The Prince of Cambridge has a lot to live up to … but for now, he’s just a newborn babe who has managed to make the world (or most of it) pause to smile.
 
We now return you to our regularly scheduled chaos …

Tuesday, 9 July 2013

Pour No Sugar on Me


I wrote not a word on the weekend. I slept a lot, though. Sugar fuzz. I indulged in such dietary naughtiness the day before my writing day that the best I could do on Sunday morning was lie on the sofa and listen to David Usher. I fell asleep to Bryan Ferry in the afternoon.

The day wasn’t a total waste, however. I learned something that I’ve always known but consistently deny in the face of immediate gratification: sugar is bad for creativity. I proved it to myself yet again because I started to pull out of the fog at lunchtime, then I downed a whole can of San Pellegrino grapefruit soda and promptly had to take a long nap. The pop wasn’t even that good – it tasted like I was drinking marmalade. Worse, it started me second-guessing about my writing. Stuck in a chemical funk, my will to create actually dissolved, so I let it go for the day in hope of a sunnier outlook when I finally emerged from the mire.

It took a full 24 hours. The socked-in sense lingered well into my Monday; it began to lift yesterday evening and this morning I woke up clear-headed and hopeful again. Feeling more like writer than a fraud and thank the gods for that turn of mind. I brought the Gatsby soundtrack to work, which is proving to be a horrible distraction but I will persist because I need the infusion to get me through the worst day of my week. I’m off on Friday, with no commitments beyond cramming three episodes of The Newsroom before season 2 premieres on Sunday, so I’ll be brewing more Gold Rush and seeing if I can make something of a story that, on the weekend, I feared was beyond my capability to write.

My mission until then is to steer clear of the white stuff.

Tuesday, 14 May 2013

Twitchy Tuesday


You know how I believe that Tuesday is the worst day of the week? Not so during vacation! En vacances, it’s perfectly positioned – deep enough in to have had a few days off and far enough out to have a few days left.
I’ve taken a week off work to wrestle with vampires and angels, so naturally I’ve checked the HBO listing and discovered a rerun of The Newsroom is on this afternoon (perfect for a tea break), assessed baking supplies for next weekend, and intend on a couple of loads of laundry before the day is done.
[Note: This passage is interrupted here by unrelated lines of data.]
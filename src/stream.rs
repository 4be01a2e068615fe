//! Lazy SSE event streams and the typed chat completion stream.

use crate::config::TransportConfig;
use crate::dispatch::authorized;
use crate::error::Error;
use crate::sse::{SseDecoder, SseItem};
use crate::types::*;
use bytes::Bytes;
use futures::stream::{self, BoxStream, Stream, StreamExt};
use pin_project_lite::pin_project;
use reqwest::header::ACCEPT;
use reqwest::Method;
use serde_json::Value;
use std::pin::Pin;
use std::sync::Arc;
use std::task::{Context, Poll};
use tokio::time::timeout;
use tracing::debug;

type ByteStream = BoxStream<'static, Result<Bytes, reqwest::Error>>;

/// What is needed to open the connection on first pull.
struct PendingRequest {
    http: reqwest::Client,
    config: Arc<TransportConfig>,
    url: String,
    body: Value,
}

enum State {
    Idle(PendingRequest),
    Open {
        body: ByteStream,
        decoder: SseDecoder,
    },
    Closed,
}

/// A single-pass stream of JSON events from an SSE endpoint.
///
/// Constructing it sends nothing. The first [`next`](Self::next) opens the
/// connection, later calls read frames, and the response body is dropped as
/// soon as the stream finishes, fails, or is [released](Self::release).
pub struct EventStream {
    state: State,
}

impl EventStream {
    /// Prepare a streaming POST to `path`. The body's `stream` flag is forced on.
    pub(crate) fn new(
        http: reqwest::Client,
        config: Arc<TransportConfig>,
        path: &str,
        mut body: Value,
    ) -> Self {
        if let Value::Object(fields) = &mut body {
            fields.insert("stream".to_string(), Value::Bool(true));
        }
        let url = config.url(path);

        Self {
            state: State::Idle(PendingRequest {
                http,
                config,
                url,
                body,
            }),
        }
    }

    /// Decode an already-open SSE body.
    pub fn from_byte_stream<S>(bytes: S) -> Self
    where
        S: Stream<Item = Result<Bytes, reqwest::Error>> + Send + 'static,
    {
        Self::with_decoder(bytes, SseDecoder::new())
    }

    fn with_decoder<S>(bytes: S, decoder: SseDecoder) -> Self
    where
        S: Stream<Item = Result<Bytes, reqwest::Error>> + Send + 'static,
    {
        Self {
            state: State::Open {
                body: bytes.boxed(),
                decoder,
            },
        }
    }

    /// Next event, connecting first if needed.
    ///
    /// Returns `None` after `[DONE]`, at end of data, or once released.
    pub async fn next(&mut self) -> Option<Result<Value, Error>> {
        if matches!(self.state, State::Idle(_)) {
            if let State::Idle(pending) = std::mem::replace(&mut self.state, State::Closed) {
                match connect(pending).await {
                    Ok(response) => {
                        self.state = State::Open {
                            body: response.bytes_stream().boxed(),
                            decoder: SseDecoder::new(),
                        };
                    }
                    Err(e) => return Some(Err(e)),
                }
            }
        }

        loop {
            let State::Open { body, decoder } = &mut self.state else {
                return None;
            };

            let failure = match decoder.next_item() {
                Some(SseItem::Event(value)) => return Some(Ok(value)),
                Some(SseItem::Done) => None,
                None => match body.next().await {
                    Some(Ok(chunk)) => match decoder.feed(&chunk) {
                        Ok(()) => continue,
                        Err(e) => Some(e),
                    },
                    Some(Err(e)) => Some(Error::transport(&e)),
                    None => None,
                },
            };

            self.release();
            return failure.map(Err);
        }
    }

    /// Drop the connection. Safe to call any number of times.
    pub fn release(&mut self) {
        if !matches!(self.state, State::Closed) {
            debug!("releasing event stream");
            self.state = State::Closed;
        }
    }

    /// True once finished, failed, or released.
    pub fn is_closed(&self) -> bool {
        matches!(self.state, State::Closed)
    }

    /// Consume the handle as a [`Stream`].
    pub fn into_stream(self) -> impl Stream<Item = Result<Value, Error>> + Send {
        stream::unfold(self, |mut events| async move {
            let item = events.next().await?;
            Some((item, events))
        })
    }
}

/// Send the streaming request under a fresh per-connection timer.
///
/// A non-2xx status surfaces as [`Error::Client`] carrying the status; the
/// status-specific kinds of the dispatcher are not used here.
async fn connect(pending: PendingRequest) -> Result<reqwest::Response, Error> {
    let PendingRequest {
        http,
        config,
        url,
        body,
    } = pending;
    debug!(url = %url, "opening event stream");

    let request = authorized(&http, Method::POST, &url, &config)
        .header(ACCEPT, "text/event-stream")
        .json(&body);

    timeout(config.timeout(), open(request))
        .await
        .map_err(|_| Error::timeout())?
}

async fn open(request: reqwest::RequestBuilder) -> Result<reqwest::Response, Error> {
    let response = request.send().await.map_err(|e| Error::transport(&e))?;
    let status = response.status();
    if status.is_success() {
        return Ok(response);
    }

    let text = response.text().await.unwrap_or_default();
    Err(Error::Client {
        message: format!(
            "streaming request failed with status {}: {}",
            status.as_u16(),
            text
        ),
        status: Some(status.as_u16()),
    })
}

/// Running totals of a chat stream.
#[derive(Debug, Default)]
struct Accumulator {
    content: String,
    usage: Usage,
    model: String,
    finish_reason: Option<FinishReason>,
    tool_calls: ToolCallAccumulator,
}

impl Accumulator {
    fn apply(&mut self, chunk: &ChatCompletionChunk) {
        if self.model.is_empty() && !chunk.model.is_empty() {
            self.model.clone_from(&chunk.model);
        }

        if let Some(text) = chunk.text() {
            self.content.push_str(text);
        }

        // Update usage (keep latest/max)
        if let Some(usage) = &chunk.usage {
            self.usage.merge(usage);
        }

        if let Some(reason) = chunk.finish_reason() {
            self.finish_reason = Some(reason);
        }

        for delta in chunk
            .choices
            .first()
            .and_then(|c| c.delta.tool_calls.as_ref())
            .into_iter()
            .flatten()
        {
            self.tool_calls.apply(delta);
        }
    }
}

pin_project! {
    /// A streaming chat completion.
    ///
    /// Yields [`ChatCompletionChunk`]s and accumulates content, usage and
    /// tool calls for [`finalize`](Self::finalize).
    pub struct ChatCompletionStream {
        #[pin]
        inner: BoxStream<'static, Result<Value, Error>>,
        acc: Accumulator,
        done: bool,
    }
}

impl ChatCompletionStream {
    pub fn new(events: EventStream) -> Self {
        Self {
            inner: events.into_stream().boxed(),
            acc: Accumulator::default(),
            done: false,
        }
    }

    /// Get the next chunk from the stream.
    pub async fn next(&mut self) -> Option<Result<ChatCompletionChunk, Error>> {
        StreamExt::next(self).await
    }

    /// Get current accumulated content without finalizing.
    pub fn current_content(&self) -> &str {
        &self.acc.content
    }

    /// Get current accumulated usage without finalizing.
    pub fn current_usage(&self) -> &Usage {
        &self.acc.usage
    }

    /// Check if stream is done.
    pub fn is_done(&self) -> bool {
        self.done
    }

    /// Finalize the stream and get the accumulated result.
    ///
    /// Fails if the stream has not been drained.
    pub fn finalize(self) -> Result<CompletionResult, Error> {
        if !self.done {
            return Err(Error::client("chat stream finalized before it was drained"));
        }
        let acc = self.acc;

        Ok(CompletionResult {
            content: acc.content,
            usage: acc.usage,
            model: acc.model,
            finish_reason: acc.finish_reason.unwrap_or(FinishReason::Stop),
            tool_calls: acc.tool_calls.finalize(),
        })
    }
}

impl Stream for ChatCompletionStream {
    type Item = Result<ChatCompletionChunk, Error>;

    fn poll_next(self: Pin<&mut Self>, cx: &mut Context<'_>) -> Poll<Option<Self::Item>> {
        let this = self.project();

        if *this.done {
            return Poll::Ready(None);
        }

        match this.inner.poll_next(cx) {
            Poll::Ready(Some(Ok(value))) => {
                match serde_json::from_value::<ChatCompletionChunk>(value) {
                    Ok(chunk) => {
                        this.acc.apply(&chunk);
                        Poll::Ready(Some(Ok(chunk)))
                    }
                    Err(e) => Poll::Ready(Some(Err(Error::decode("chat completion chunk", &e)))),
                }
            }
            Poll::Ready(Some(Err(e))) => {
                *this.done = true;
                Poll::Ready(Some(Err(e)))
            }
            Poll::Ready(None) => {
                *this.done = true;
                Poll::Ready(None)
            }
            Poll::Pending => Poll::Pending,
        }
    }
}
I also discovered it's a bad idea to take your blog log to the beach; it gets in the way of meditation. I did take a few pictures, though. This one is my favourite, snapped a few feet from where I was sitting.


 

I'm running hot this morning, finding it hard to settle, so I'd better get my tea together and boot the writing computer. Jake`s story has a working title now - "Between the Storms" - and it's coming along quite nicely despite my interference. I reckon once I get into the rhythm, I`ll stop being a jumpy twitchy time-waster. A day this precious should not be deloped.